# New Grinder



## Cody Killgore (Dec 24, 2013)

So I know I've been talking about getting a new belt grinder for my knives. I did finally get it. These use 2" x 72" belts. Originally, I was going to buy the burr king knifemaker's version and it was a bit more expensive than this one. After talking with a few "masters" they recommended this grinder over all others. I trusted their advice and jumped on it.

I have been wanting variable speed motor for a good while. My old one had a pair of 4-step pullies to change the speed. This variable control is a whooole lot nicer. Also, this thing is built like a tank. Everything is solid steel and very thick. The old one was made of thin tubing and would get to shaking around because of it being lighter weight.

Thanks to Rob at beaumont metal works. This thing is awesome!

http://i.Rule #2/abj6oix.jpg



Hopefully I can get my press painted with a name and I'll post some pictures of that this week.

Reactions: Like 12


----------



## SENC (Dec 24, 2013)

Verynice!

Reactions: Like 1


----------



## woodtickgreg (Dec 24, 2013)

Woa dude you suck! But in a good way, that's a compliment! That grinder looks seriously stout. The first thing I noticed was the thickness of the materials. I have been wanting a grinder like that, they have so many uses other than knife grinding, which they are very good at. I don't know if you have seen any of my post lately and seen the white motor siting on my table saw outfeed, but that motor is reserved for a belt grinder, maybe not as nice as the one you just got. But just as useful to me.

Reactions: Like 2


----------



## woodtickgreg (Dec 24, 2013)

I just went to their web site, very cool stuff and they can be had without a motor......hmmm.

Reactions: Like 2


----------



## Molokai (Dec 25, 2013)

Cody, thats awesome! Glad you bought it! Does it have all the extensions?

Reactions: Like 1


----------



## Cody Killgore (Dec 25, 2013)

woodtickgreg said:


> I just went to their web site, very cool stuff and they can be had without a motor......hmmm.



Yeah! For the money, this thing is as good as it gets. No proprietary castings and such like burr king/bader. Just the chassis is a great deal. I hope you pick one up! What gets you is all the wheels. Those wheels are not cheap.

Every single thing about this feels top quality. I love it.

Reactions: Like 2


----------



## Cody Killgore (Dec 25, 2013)

Molokai said:


> Cody, thats awesome! Glad you bought it! Does it have all the extensions?

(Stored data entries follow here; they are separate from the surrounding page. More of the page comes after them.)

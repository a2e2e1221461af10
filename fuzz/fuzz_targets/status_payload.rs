//! Arbitrary status bodies must never panic the normalizer, and whatever
//! they decode to must keep a job record within bounds.
#![no_main]

use gource_studio_types::{CompletionSummary, Job, JobKind, StatusPayload};
use libfuzzer_sys::fuzz_target;

fuzz_target!(|data: &[u8]| {
    let Ok(payload) = serde_json::from_slice::<StatusPayload>(data) else {
        return;
    };
    let _ = payload.status_recognized();

    for kind in JobKind::ALL {
        let mut job = Job::new(kind);
        job.advance_status(payload.status);
        if let Some(progress) = payload.progress {
            job.set_progress(progress);
        }
        if let Some(step) = payload.step {
            job.reach_step(step);
        }
        assert!((0.0..=100.0).contains(&job.progress));
        assert!(job.active_step.map_or(true, |s| (s as usize) < job.steps.len()));
    }

    if let Some(items) = &payload.items {
        let summary = CompletionSummary::from_items(items);
        assert!(summary.succeeded + summary.failed + summary.skipped <= summary.total);
        let _ = summary.message();
    }
});
#[tokio::test(start_paused = true)]
async fn teardown_mid_poll_stops_probing() {
    let backend = ScriptedBackend::new();
    backend.accept("c1");
    let (runner, _hooks) = new_runner(JobKind::Clone, &backend);
    let mut events = runner.subscribe();

    runner
        .start(clone_request("https://github.com/acme/site.git"))
        .await
        .unwrap();
    sleep(Duration::from_millis(2500)).await;
    assert_eq!(backend.calls_for("c1"), 3);

    runner.shutdown();
    sleep(Duration::from_secs(30)).await;

    assert_eq!(backend.calls_for("c1"), 3);
    assert_eq!(runner.phase(), RunnerPhase::Idle);
    assert!(!runner.is_polling());
    assert_eq!(drain(&mut events).last(), Some(&"stopped"));
}

#[tokio::test(start_paused = true)]
async fn dropping_runner_stops_probing() {
    let backend = ScriptedBackend::new();
    backend.accept("c1");
    let (runner, _hooks) = new_runner(JobKind::Clone, &backend);

    runner
        .start(clone_request("https://github.com/acme/site.git"))
        .await
        .unwrap();
    sleep(Duration::from_millis(1500)).await;
    drop(runner);
    sleep(Duration::from_secs(30)).await;

    assert_eq!(backend.calls_for("c1"), 2);
}

#[tokio::test(start_paused = true)]
async fn second_start_retires_first_loop() {
    let backend = ScriptedBackend::new();
    backend.accept("a");
    backend.accept("b");
    let (runner, _hooks) = new_runner(JobKind::Clone, &backend);

    runner
        .start(clone_request("https://github.com/acme/a.git"))
        .await
        .unwrap();
    sleep(Duration::from_millis(1500)).await;
    runner
        .start(clone_request("https://github.com/acme/b.git"))
        .await
        .unwrap();
    sleep(Duration::from_millis(3500)).await;

    let calls = backend.calls();
    let first_b = calls.iter().position(|c| c == "b").unwrap();
    assert!(calls[first_b..].iter().all(|c| c == "b"));
    assert_eq!(backend.calls_for("a"), 2);
    assert_eq!(backend.calls_for("b"), 4);
    assert_eq!(runner.current_job(), Some(JobId::new("b")));
}

#[tokio::test(start_paused = true)]
async fn late_response_from_superseded_job_is_discarded() {
    let backend = ScriptedBackend::new();
    backend.accept("a");
    backend.accept("b");
    backend.slow("a", Duration::from_secs(5));
    backend.script(
        "a",
        vec![
            Ok(StatusPayload::new(JobStatus::Completed).with_progress(100.0)),
            Ok(StatusPayload::new(JobStatus::Completed).with_progress(100.0)),
        ],
    );
    let (runner, hooks) = new_runner(JobKind::Clone, &backend);

    runner
        .start(clone_request("https://github.com/acme/a.git"))
        .await
        .unwrap();
    let refresh = {
        let runner = Arc::clone(&runner);
        tokio::spawn(async move { runner.refresh().await })
    };
    sleep(Duration::from_secs(1)).await;
    runner
        .start(clone_request("https://github.com/acme/b.git"))
        .await
        .unwrap();

    let result = refresh.await.unwrap().unwrap();
    assert_eq!(result, Some(Reconciled::Stale));

    let snap = runner.snapshot();
    assert_eq!(snap.phase, RunnerPhase::Tracking);
    assert_eq!(snap.job.id, Some(JobId::new("b")));
    assert_ne!(snap.job.status, JobStatus::Completed);
    assert_eq!(hooks.completed.load(Ordering::SeqCst), 0);
}

#[tokio::test(start_paused = true)]
async fn start_resolving_after_newer_start_is_superseded() {
    let backend = ScriptedBackend::new();
    let release_a = backend.accept_later("a");
    backend.accept("b");
    let (runner, _hooks) = new_runner(JobKind::Clone, &backend);

    let first = {
        let runner = Arc::clone(&runner);
        tokio::spawn(async move {
            runner
                .start(clone_request("https://github.com/acme/a.git"))
                .await
        })
    };
    sleep(Duration::from_millis(10)).await;
    assert_eq!(runner.phase(), RunnerPhase::Starting);

    runner
        .start(clone_request("https://github.com/acme/b.git"))
        .await
        .unwrap();
    release_a.send(()).unwrap();

    let err = first.await.unwrap().unwrap_err();
    assert_eq!(err, JobError::Superseded(JobKind::Clone));
    assert_eq!(runner.current_job(), Some(JobId::new("b")));

    sleep(Duration::from_secs(3)).await;
    assert_eq!(backend.calls_for("a"), 0);
}

#[tokio::test(start_paused = true)]
async fn cancel_during_start_discards_accepted_job() {
    let backend = ScriptedBackend::new();
    let release = backend.accept_later("a");
    let (runner, _hooks) = new_runner(JobKind::Clone, &backend);

    let pending = {
        let runner = Arc::clone(&runner);
        tokio::spawn(async move {
            runner
                .start(clone_request("https://github.com/acme/a.git"))
                .await
        })
    };
    sleep(Duration::from_millis(10)).await;
    assert!(runner.cancel());
    release.send(()).unwrap();

    assert!(matches!(
        pending.await.unwrap(),
        Err(JobError::Superseded(JobKind::Clone))
    ));
    sleep(Duration::from_secs(3)).await;
    assert!(backend.calls().is_empty());
    assert_eq!(runner.phase(), RunnerPhase::Idle);
}

#[tokio::test(start_paused = true)]
async fn transport_failure_stops_loop_and_resets_slot() {
    let backend = ScriptedBackend::new();
    backend.accept("c1");
    backend.accept("c2");
    backend.script(
        "c1",
        vec![
            Ok(StatusPayload::new(JobStatus::Active).with_progress(20.0)),
            Err(BackendError::Transport("connection reset".into())),
        ],
    );
    let (runner, hooks) = new_runner(JobKind::Clone, &backend);
    let mut events = runner.subscribe();

    runner
        .start(clone_request("https://github.com/acme/site.git"))
        .await
        .unwrap();
    sleep(Duration::from_secs(10)).await;

    assert_eq!(backend.calls_for("c1"), 2);
    assert_eq!(hooks.errors.load(Ordering::SeqCst), 1);
    assert_eq!(runner.phase(), RunnerPhase::Idle);
    assert_eq!(runner.current_job(), None);
    assert!(!runner.is_polling());
    assert!(runner.snapshot().job.error.unwrap().contains("connection reset"));
    assert_eq!(drain(&mut events).last(), Some(&"error"));

    // A fresh start works after the reset.
    let snap = runner
        .start(clone_request("https://github.com/acme/site.git"))
        .await
        .unwrap();
    assert_eq!(snap.job.id, Some(JobId::new("c2")));
    assert!(runner.is_polling());
}

#[tokio::test(start_paused = true)]
async fn start_failure_never_polls() {
    let backend = ScriptedBackend::new();
    backend.push_start(
        None,
        Err(BackendError::SuggestBulkImport {
            github_url: "https://github.com/acme".into(),
        }),
    );
    let (runner, hooks) = new_runner(JobKind::Clone, &backend);

    let err = runner
        .start(clone_request("https://github.com/acme"))
        .await
        .unwrap_err();
    assert!(matches!(
        err.backend(),
        Some(BackendError::SuggestBulkImport { github_url }) if github_url == "https://github.com/acme"
    ));

    sleep(Duration::from_secs(5)).await;
    assert!(backend.calls().is_empty());
    assert_eq!(runner.phase(), RunnerPhase::Idle);
    assert_eq!(hooks.errors.load(Ordering::SeqCst), 1);
}

#[tokio::test(start_paused = true)]
async fn immediate_result_skips_polling() {
    let backend = ScriptedBackend::new();
    backend.push_start(
        None,
        Ok(StartResponse::Finished(
            StatusPayload::new(JobStatus::Completed).with_message("Repository already exists"),
        )),
    );
    let (runner, hooks) = new_runner(JobKind::Clone, &backend);

    let snap = runner
        .start(clone_request("https://github.com/acme/site.git"))
        .await
        .unwrap();
    assert_eq!(snap.phase, RunnerPhase::Completed);
    assert_eq!(snap.job.progress, 100.0);

    sleep(Duration::from_secs(5)).await;
    assert!(backend.calls().is_empty());
    assert_eq!(hooks.completed.load(Ordering::SeqCst), 1);
}

#[tokio::test(start_paused = true)]
async fn reported_failure_runs_failure_hook_once() {
    let backend = ScriptedBackend::new();
    backend.accept("r1");
    backend.script(
        "r1",
        vec![
            Ok(StatusPayload::new(JobStatus::Active).with_progress(40.0)),
            Ok(StatusPayload::new(JobStatus::Failed).with_error("Gource exited with code 1")),
        ],
    );
    let (runner, hooks) = new_runner(JobKind::Render, &backend);

    runner
        .start(StartRequest::Render(RenderRequest {
            project_id: "12".into(),
            custom_name: Some("launch".into()),
        }))
        .await
        .unwrap();
    sleep(Duration::from_secs(10)).await;

    let snap = runner.snapshot();
    assert_eq!(snap.phase, RunnerPhase::Failed);
    assert_eq!(snap.job.progress, 0.0);
    assert_eq!(*hooks.failed.lock().unwrap(), vec!["Gource exited with code 1"]);
    assert_eq!(backend.calls_for("r1"), 2);

    assert!(runner.acknowledge());
    assert_eq!(runner.phase(), RunnerPhase::Idle);
}
// crates/types/src/snapshot.rs
//! Display-side state published by a job runner.

use serde::{Deserialize, Serialize};
use ts_rs::TS;

use crate::job::{ItemRecord, ItemStatus, Job};

/// Where a runner is in its `idle → starting → tracking → terminal` cycle.
#[derive(Debug, Clone, Copy, PartialEq, Eq, Serialize, Deserialize, TS)]
#[cfg_attr(feature = "codegen", ts(export, export_to = "../../bindings/"))]
#[serde(rename_all = "snake_case")]
pub enum RunnerPhase {
    Idle,
    Starting,
    Tracking,
    Completed,
    Failed,
}

impl RunnerPhase {
    pub fn is_busy(self) -> bool {
        matches!(self, RunnerPhase::Starting | RunnerPhase::Tracking)
    }
}

/// Outcome tally for a finished bulk import.
#[derive(Debug, Clone, Copy, Default, PartialEq, Eq, Serialize, Deserialize, TS)]
#[cfg_attr(feature = "codegen", ts(export, export_to = "../../bindings/"))]
#[serde(rename_all = "camelCase")]
pub struct CompletionSummary {
    pub succeeded: u32,
    pub failed: u32,
    pub skipped: u32,
    pub total: u32,
    pub created_projects: u32,
}

impl CompletionSummary {
    /// Tally from per-item records.
    pub fn from_items(items: &[ItemRecord]) -> Self {
        let mut summary = Self {
            total: items.len() as u32,
            ..Self::default()
        };
        for item in items {
            match item.status {
                ItemStatus::Completed => summary.succeeded += 1,
                ItemStatus::Failed => summary.failed += 1,
                ItemStatus::Skipped => summary.skipped += 1,
                ItemStatus::Pending | ItemStatus::Active => {}
            }
        }
        summary
    }

    /// Tally from aggregate counters. `processed` includes failures.
    pub fn from_counts(total: u32, processed: u32, failed: u32) -> Self {
        let failed = failed.min(processed);
        Self {
            succeeded: processed - failed,
            failed,
            skipped: 0,
            total,
            created_projects: 0,
        }
    }

    pub fn has_failures(&self) -> bool {
        self.failed > 0 || self.skipped > 0
    }

    /// User-visible completion message. Partial failures are spelled out
    /// rather than reported as a plain success.
    pub fn message(&self) -> String {
        let mut message = if self.total == 0 {
            "Import completed. No repositories found.".to_string()
        } else if self.has_failures() {
            let mut problems = Vec::new();
            if self.failed > 0 {
                problems.push(format!("{} failed", self.failed));
            }
            if self.skipped > 0 {
                problems.push(format!("{} skipped", self.skipped));
            }
            format!(
                "Import completed: {} of {} succeeded ({}).",
                self.succeeded,
                self.total,
                problems.join(", ")
            )
        } else {
            format!(
                "Import completed: {} of {} succeeded.",
                self.succeeded, self.total
            )
        };
        if self.created_projects > 0 {
            message.push_str(&format!(" Created {} project(s).", self.created_projects));
        }
        message
    }
}

/// Everything a UI needs to draw the current job.
#[derive(Debug, Clone, PartialEq, Serialize, Deserialize, TS)]
#[cfg_attr(feature = "codegen", ts(export, export_to = "../../bindings/"))]
#[serde(rename_all = "camelCase")]
pub struct JobSnapshot {
    pub phase: RunnerPhase,
    pub job: Job,
    /// `true` while the displayed progress is a local estimate.
    pub estimated: bool,
    #[serde(default, skip_serializing_if = "Option::is_none")]
    pub summary: Option<CompletionSummary>,
    /// The job is terminal but the backend is still producing derived assets.
    pub post_processing: bool,
    pub timestamp: String,
}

Thanks! I didn't get all the attachments with it because I already have a ton of their wheels and such from my old grinder. I'm going to buy some arms from beaumont and mount the stuff I already have on them. Usually I just use the flat platen and small wheel attachments the most. But for some profiling work I'll occasionally use the large contact wheel. Their flat platen is really easy to remove on this one. That way you can convert it into a slack belt if needed.

Although I may have to pick up their rotary platen attachment. That thing is too cool.

Reactions: Like 1


----------



## Mike1950 (Dec 25, 2013)

Nice grinder- Santa was good to you!!!!

Reactions: Like 1


----------



## Molokai (Dec 25, 2013)

Cody Killgore said:


> Thanks! I didn't get all the attachments with it because I already have a ton of their wheels and such from my old grinder. I'm going to buy some arms from beaumont and mount the stuff I already have on them. Usually I just use the flat platen and small wheel attachments the most. But for some profiling work I'll occasionally use the large contact wheel. Their flat platen is really easy to remove on this one. That way you can convert it into a slack belt if needed.
> 
> Although I may have to pick up their rotary platen attachment. That thing is too cool.


I would also like the large wheel to try hollow grinding, but for now i stick to flat grind. Maybe in the future when i sell enough knives.

Reactions: Like 1


----------



## barry richardson (Dec 25, 2013)

That's awesome! Nothing like a shiny new tool for Christmas....

Reactions: Like 1


----------



## Foot Patrol (Dec 25, 2013)

Wow that is a beautiful tool you have their. My KMG is not a variable speed so I am jealous. Looking forward to seeing your first dozen knifes.

Best of luck and I am sure it will take you to the next level.

Scott

Reactions: Like 1


----------